▶ TASK TO CARRY OUT: Answer with a bare number: the count of lines in the records below that have the word "value".

>>>

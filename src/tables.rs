//! Static reference tables from ISO/IEC 18004.
//!
//! Everything here is read-only data indexed by version and error correction
//! level; the lookup functions below are the only way the encoder reads it.

use crate::qrcode::{QrCodeEcc, Version};

/// Error correction block layout for one version and level.
///
/// Each triple is `(block_count, total_codewords_per_block, data_codewords_per_block)`.
pub type RsBlockSpec = &'static [(u8, u8, u8)];

/// Returns the block layout for the given version and level.
pub fn rs_blocks(ver: Version, ecl: QrCodeEcc) -> RsBlockSpec {
    RS_BLOCKS[usize::from(ver.value()) - 1][ecl.ordinal()]
}

/// Returns the number of data bits a symbol of this version and level can carry.
pub fn bit_capacity(ver: Version, ecl: QrCodeEcc) -> usize {
    usize::from(BIT_CAPACITY[ecl.ordinal()][usize::from(ver.value())])
}

/// Returns the number of data codewords summed over all blocks.
pub fn data_codewords(ver: Version, ecl: QrCodeEcc) -> usize {
    rs_blocks(ver, ecl)
        .iter()
        .map(|&(count, _, data)| usize::from(count) * usize::from(data))
        .sum()
}

/// Returns the number of data and error correction codewords summed over all blocks.
pub fn total_codewords(ver: Version, ecl: QrCodeEcc) -> usize {
    rs_blocks(ver, ecl)
        .iter()
        .map(|&(count, total, _)| usize::from(count) * usize::from(total))
        .sum()
}

/// Returns the alignment pattern centre coordinates, ascending. Empty for version 1.
pub fn alignment_pattern_positions(ver: Version) -> &'static [u8] {
    ALIGNMENT_PATTERN_POSITIONS[usize::from(ver.value()) - 1]
}

/// Returns the cached generator polynomial of the given degree, if there is one.
///
/// Coefficients are listed from the highest degree down; the leading one is always 1.
pub fn cached_generator(degree: usize) -> Option<&'static [u8]> {
    GENERATOR_POLYNOMIALS
        .iter()
        .find(|&&(d, _)| d == degree)
        .map(|&(_, poly)| poly)
}

// Index: [ecl.ordinal()][version]
static BIT_CAPACITY: [[u16; 41]; 4] = [
    [
        0, 152, 272, 440, 640, 864, 1088, 1248, 1552, 1856, 2192, 2592, 2960, 3424, 3688, 4184,
        4712, 5176, 5768, 6360, 6888, 7456, 8048, 8752, 9392, 10208, 10960, 11744, 12248, 13048,
        13880, 14744, 15640, 16568, 17528, 18448, 19472, 20528, 21616, 22496, 23648,
    ], // Low
    [
        0, 128, 224, 352, 512, 688, 864, 992, 1232, 1456, 1728, 2032, 2320, 2672, 2920, 3320, 3624,
        4056, 4504, 5016, 5352, 5712, 6256, 6880, 7312, 8000, 8496, 9024, 9544, 10136, 10984,
        11640, 12328, 13048, 13800, 14496, 15312, 15936, 16816, 17728, 18672,
    ], // Medium
    [
        0, 104, 176, 272, 384, 496, 608, 704, 880, 1056, 1232, 1440, 1648, 1952, 2088, 2360, 2600,
        2936, 3176, 3560, 3880, 4096, 4544, 4912, 5312, 5744, 6032, 6464, 6968, 7288, 7880, 8264,
        8920, 9368, 9848, 10288, 10832, 11408, 12016, 12656, 13328,
    ], // Quartile
    [
        0, 72, 128, 208, 288, 368, 480, 528, 688, 800, 976, 1120, 1264, 1440, 1576, 1784, 2024,
        2264, 2504, 2728, 3080, 3248, 3536, 3712, 4112, 4304, 4768, 5024, 5288, 5608, 5960, 6344,
        6760, 7208, 7688, 7888, 8432, 8768, 9136, 9776, 10208,
    ], // High
];

// Index: [version - 1][ecl.ordinal()]
static RS_BLOCKS: [[RsBlockSpec; 4]; 40] = [
    // Version 1
    [
        &[(1, 26, 19)],
        &[(1, 26, 16)],
        &[(1, 26, 13)],
        &[(1, 26, 9)],
    ],
    // Version 2
    [
        &[(1, 44, 34)],
        &[(1, 44, 28)],
        &[(1, 44, 22)],
        &[(1, 44, 16)],
    ],
    // Version 3
    [
        &[(1, 70, 55)],
        &[(1, 70, 44)],
        &[(2, 35, 17)],
        &[(2, 35, 13)],
    ],
    // Version 4
    [
        &[(1, 100, 80)],
        &[(2, 50, 32)],
        &[(2, 50, 24)],
        &[(4, 25, 9)],
    ],
    // Version 5
    [
        &[(1, 134, 108)],
        &[(2, 67, 43)],
        &[(2, 33, 15), (2, 34, 16)],
        &[(2, 33, 11), (2, 34, 12)],
    ],
    // Version 6
    [
        &[(2, 86, 68)],
        &[(4, 43, 27)],
        &[(4, 43, 19)],
        &[(4, 43, 15)],
    ],
    // Version 7
    [
        &[(2, 98, 78)],
        &[(4, 49, 31)],
        &[(2, 32, 14), (4, 33, 15)],
        &[(4, 39, 13), (1, 40, 14)],
    ],
    // Version 8
    [
        &[(2, 121, 97)],
        &[(2, 60, 38), (2, 61, 39)],
        &[(4, 40, 18), (2, 41, 19)],
        &[(4, 40, 14), (2, 41, 15)],
    ],
    // Version 9
    [
        &[(2, 146, 116)],
        &[(3, 58, 36), (2, 59, 37)],
        &[(4, 36, 16), (4, 37, 17)],
        &[(4, 36, 12), (4, 37, 13)],
    ],
    // Version 10
    [
        &[(2, 86, 68), (2, 87, 69)],
        &[(4, 69, 43), (1, 70, 44)],
        &[(6, 43, 19), (2, 44, 20)],
        &[(6, 43, 15), (2, 44, 16)],
    ],
    // Version 11
    [
        &[(4, 101, 81)],
        &[(1, 80, 50), (4, 81, 51)],
        &[(4, 50, 22), (4, 51, 23)],
        &[(3, 36, 12), (8, 37, 13)],
    ],
    // Version 12
    [
        &[(2, 116, 92), (2, 117, 93)],
        &[(6, 58, 36), (2, 59, 37)],
        &[(4, 46, 20), (6, 47, 21)],
        &[(7, 42, 14), (4, 43, 15)],
    ],
    // Version 13
    [
        &[(4, 133, 107)],
        &[(8, 59, 37), (1, 60, 38)],
        &[(8, 44, 20), (4, 45, 21)],
        &[(12, 33, 11), (4, 34, 12)],
    ],
    // Version 14
    [
        &[(3, 145, 115), (1, 146, 116)],
        &[(4, 64, 40), (5, 65, 41)],
        &[(11, 36, 16), (5, 37, 17)],
        &[(11, 36, 12), (5, 37, 13)],
    ],
    // Version 15
    [
        &[(5, 109, 87), (1, 110, 88)],
        &[(5, 65, 41), (5, 66, 42)],
        &[(5, 54, 24), (7, 55, 25)],
        &[(11, 36, 12), (7, 37, 13)],
    ],
    // Version 16
    [
        &[(5, 122, 98), (1, 123, 99)],
        &[(7, 73, 45), (3, 74, 46)],
        &[(15, 43, 19), (2, 44, 20)],
        &[(3, 45, 15), (13, 46, 16)],
    ],
    // Version 17
    [
        &[(1, 135, 107), (5, 136, 108)],
        &[(10, 74, 46), (1, 75, 47)],
        &[(1, 50, 22), (15, 51, 23)],
        &[(2, 42, 14), (17, 43, 15)],
    ],
    // Version 18
    [
        &[(5, 150, 120), (1, 151, 121)],
        &[(9, 69, 43), (4, 70, 44)],
        &[(17, 50, 22), (1, 51, 23)],
        &[(2, 42, 14), (19, 43, 15)],
    ],
    // Version 19
    [
        &[(3, 141, 113), (4, 142, 114)],
        &[(3, 70, 44), (11, 71, 45)],
        &[(17, 47, 21), (4, 48, 22)],
        &[(9, 39, 13), (16, 40, 14)],
    ],
    // Version 20
    [
        &[(3, 135, 107), (5, 136, 108)],
        &[(3, 67, 41), (13, 68, 42)],
        &[(15, 54, 24), (5, 55, 25)],
        &[(15, 43, 15), (10, 44, 16)],
    ],
    // Version 21
    [
        &[(4, 144, 116), (4, 145, 117)],
        &[(17, 68, 42)],
        &[(17, 50, 22), (6, 51, 23)],
        &[(19, 46, 16), (6, 47, 17)],
    ],
    // Version 22
    [
        &[(2, 139, 111), (7, 140, 112)],
        &[(17, 74, 46)],
        &[(7, 54, 24), (16, 55, 25)],
        &[(34, 37, 13)],
    ],
    // Version 23
    [
        &[(4, 151, 121), (5, 152, 122)],
        &[(4, 75, 47), (14, 76, 48)],
        &[(11, 54, 24), (14, 55, 25)],
        &[(16, 45, 15), (14, 46, 16)],
    ],
    // Version 24
    [
        &[(6, 147, 117), (4, 148, 118)],
        &[(6, 73, 45), (14, 74, 46)],
        &[(11, 54, 24), (16, 55, 25)],
        &[(30, 46, 16), (2, 47, 17)],
    ],
    // Version 25
    [
        &[(8, 132, 106), (4, 133, 107)],
        &[(8, 75, 47), (13, 76, 48)],
        &[(7, 54, 24), (22, 55, 25)],
        &[(22, 45, 15), (13, 46, 16)],
    ],
    // Version 26
    [
        &[(10, 142, 114), (2, 143, 115)],
        &[(19, 74, 46), (4, 75, 47)],
        &[(28, 50, 22), (6, 51, 23)],
        &[(33, 46, 16), (4, 47, 17)],
    ],
    // Version 27
    [
        &[(8, 152, 122), (4, 153, 123)],
        &[(22, 73, 45), (3, 74, 46)],
        &[(8, 53, 23), (26, 54, 24)],
        &[(12, 45, 15), (28, 46, 16)],
    ],
    // Version 28
    [
        &[(3, 147, 117), (10, 148, 118)],
        &[(3, 73, 45), (23, 74, 46)],
        &[(4, 54, 24), (31, 55, 25)],
        &[(11, 45, 15), (31, 46, 16)],
    ],
    // Version 29
    [
        &[(7, 146, 116), (7, 147, 117)],
        &[(21, 73, 45), (7, 74, 46)],
        &[(1, 53, 23), (37, 54, 24)],
        &[(19, 45, 15), (26, 46, 16)],
    ],
    // Version 30
    [
        &[(5, 145, 115), (10, 146, 116)],
        &[(19, 75, 47), (10, 76, 48)],
        &[(15, 54, 24), (25, 55, 25)],
        &[(23, 45, 15), (25, 46, 16)],
    ],
    // Version 31
    [
        &[(13, 145, 115), (3, 146, 116)],
        &[(2, 74, 46), (29, 75, 47)],
        &[(42, 54, 24), (1, 55, 25)],
        &[(23, 45, 15), (28, 46, 16)],
    ],
    // Version 32
    [
        &[(17, 145, 115)],
        &[(10, 74, 46), (23, 75, 47)],
        &[(10, 54, 24), (35, 55, 25)],
        &[(19, 45, 15), (35, 46, 16)],
    ],
    // Version 33
    [
        &[(17, 145, 115), (1, 146, 116)],
        &[(14, 74, 46), (21, 75, 47)],
        &[(29, 54, 24), (19, 55, 25)],
        &[(11, 45, 15), (46, 46, 16)],
    ],
    // Version 34
    [
        &[(13, 145, 115), (6, 146, 116)],
        &[(14, 74, 46), (23, 75, 47)],
        &[(44, 54, 24), (7, 55, 25)],
        &[(59, 46, 16), (1, 47, 17)],
    ],
    // Version 35
    [
        &[(12, 151, 121), (7, 152, 122)],
        &[(12, 75, 47), (26, 76, 48)],
        &[(39, 54, 24), (14, 55, 25)],
        &[(22, 45, 15), (41, 46, 16)],
    ],
    // Version 36
    [
        &[(6, 151, 121), (14, 152, 122)],
        &[(6, 75, 47), (34, 76, 48)],
        &[(46, 54, 24), (10, 55, 25)],
        &[(2, 45, 15), (64, 46, 16)],
    ],
    // Version 37
    [
        &[(17, 152, 122), (4, 153, 123)],
        &[(29, 74, 46), (14, 75, 47)],
        &[(49, 54, 24), (10, 55, 25)],
        &[(24, 45, 15), (46, 46, 16)],
    ],
    // Version 38
    [
        &[(4, 152, 122), (18, 153, 123)],
        &[(13, 74, 46), (32, 75, 47)],
        &[(48, 54, 24), (14, 55, 25)],
        &[(42, 45, 15), (32, 46, 16)],
    ],
    // Version 39
    [
        &[(20, 147, 117), (4, 148, 118)],
        &[(40, 75, 47), (7, 76, 48)],
        &[(43, 54, 24), (22, 55, 25)],
        &[(10, 45, 15), (67, 46, 16)],
    ],
    // Version 40
    [
        &[(19, 148, 118), (6, 149, 119)],
        &[(18, 75, 47), (31, 76, 48)],
        &[(34, 54, 24), (34, 55, 25)],
        &[(20, 45, 15), (61, 46, 16)],
    ],
];

static ALIGNMENT_PATTERN_POSITIONS: [&[u8]; 40] = [
    &[],
    &[6, 18],
    &[6, 22],
    &[6, 26],
    &[6, 30],
    &[6, 34],
    &[6, 22, 38],
    &[6, 24, 42],
    &[6, 26, 46],
    &[6, 28, 50],
    &[6, 30, 54],
    &[6, 32, 58],
    &[6, 34, 62],
    &[6, 26, 46, 66],
    &[6, 26, 48, 70],
    &[6, 26, 50, 74],
    &[6, 30, 54, 78],
    &[6, 30, 56, 82],
    &[6, 30, 58, 86],
    &[6, 34, 62, 90],
    &[6, 28, 50, 72, 94],
    &[6, 26, 50, 74, 98],
    &[6, 30, 54, 78, 102],
    &[6, 28, 54, 80, 106],
    &[6, 32, 58, 84, 110],
    &[6, 30, 58, 86, 114],
    &[6, 34, 62, 90, 118],
    &[6, 26, 50, 74, 98, 122],
    &[6, 30, 54, 78, 102, 126],
    &[6, 26, 52, 78, 104, 130],
    &[6, 30, 56, 82, 108, 134],
    &[6, 34, 60, 86, 112, 138],
    &[6, 30, 58, 86, 114, 142],
    &[6, 34, 62, 90, 118, 146],
    &[6, 30, 54, 78, 102, 126, 150],
    &[6, 24, 50, 76, 102, 128, 154],
    &[6, 28, 54, 80, 106, 132, 158],
    &[6, 32, 58, 84, 110, 136, 162],
    &[6, 26, 54, 82, 110, 138, 166],
    &[6, 30, 58, 86, 114, 142, 170],
];

static GENERATOR_POLYNOMIALS: [(usize, &[u8]); 13] = [
    (7, &[1, 127, 122, 154, 164, 11, 68, 117]),
    (10, &[1, 216, 194, 159, 111, 199, 94, 95, 113, 157, 193]),
    (13, &[1, 137, 73, 227, 17, 177, 17, 52, 13, 46, 43, 83, 132, 120]),
    (15, &[1, 29, 196, 111, 163, 112, 74, 10, 105, 105, 139, 132, 151, 32, 134, 26]),
    (16, &[1, 59, 13, 104, 189, 68, 209, 30, 8, 163, 65, 41, 229, 98, 50, 36, 59]),
    (17, &[1, 119, 66, 83, 120, 119, 22, 197, 83, 249, 41, 143, 134, 85, 53, 125, 99, 79]),
    (18, &[1, 239, 251, 183, 113, 149, 175, 199, 215, 240, 220, 73, 82, 173, 75, 32, 67, 217, 146]),
    (
        20,
        &[
            1, 152, 185, 240, 5, 111, 99, 6, 220, 112, 150, 69, 36, 187, 22, 228, 198, 121, 121,
            165, 174,
        ],
    ),
    (
        22,
        &[
            1, 89, 179, 131, 176, 182, 244, 19, 189, 69, 40, 28, 137, 29, 123, 67, 253, 86, 218,
            230, 26, 145, 245,
        ],
    ),
    (
        24,
        &[
            1, 122, 118, 169, 70, 178, 237, 216, 102, 115, 150, 229, 73, 130, 72, 61, 43, 206, 1,
            237, 247, 127, 217, 144, 117,
        ],
    ),
    (
        26,
        &[
            1, 246, 51, 183, 4, 136, 98, 199, 152, 77, 56, 206, 24, 145, 40, 209, 117, 233, 42,
            135, 68, 70, 144, 146, 77, 43, 94,
        ],
    ),
    (
        28,
        &[
            1, 252, 9, 28, 13, 18, 251, 208, 150, 103, 174, 100, 41, 167, 12, 247, 56, 117, 119,
            233, 127, 181, 100, 121, 147, 176, 74, 58, 197,
        ],
    ),
    (
        30,
        &[
            1, 212, 246, 77, 73, 195, 192, 75, 98, 5, 70, 103, 177, 22, 217, 138, 51, 181, 246, 72,
            25, 18, 46, 228, 74, 216, 195, 11, 106, 130, 150,
        ],
    ),
];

<<<

▶ TASK ANSWER: 3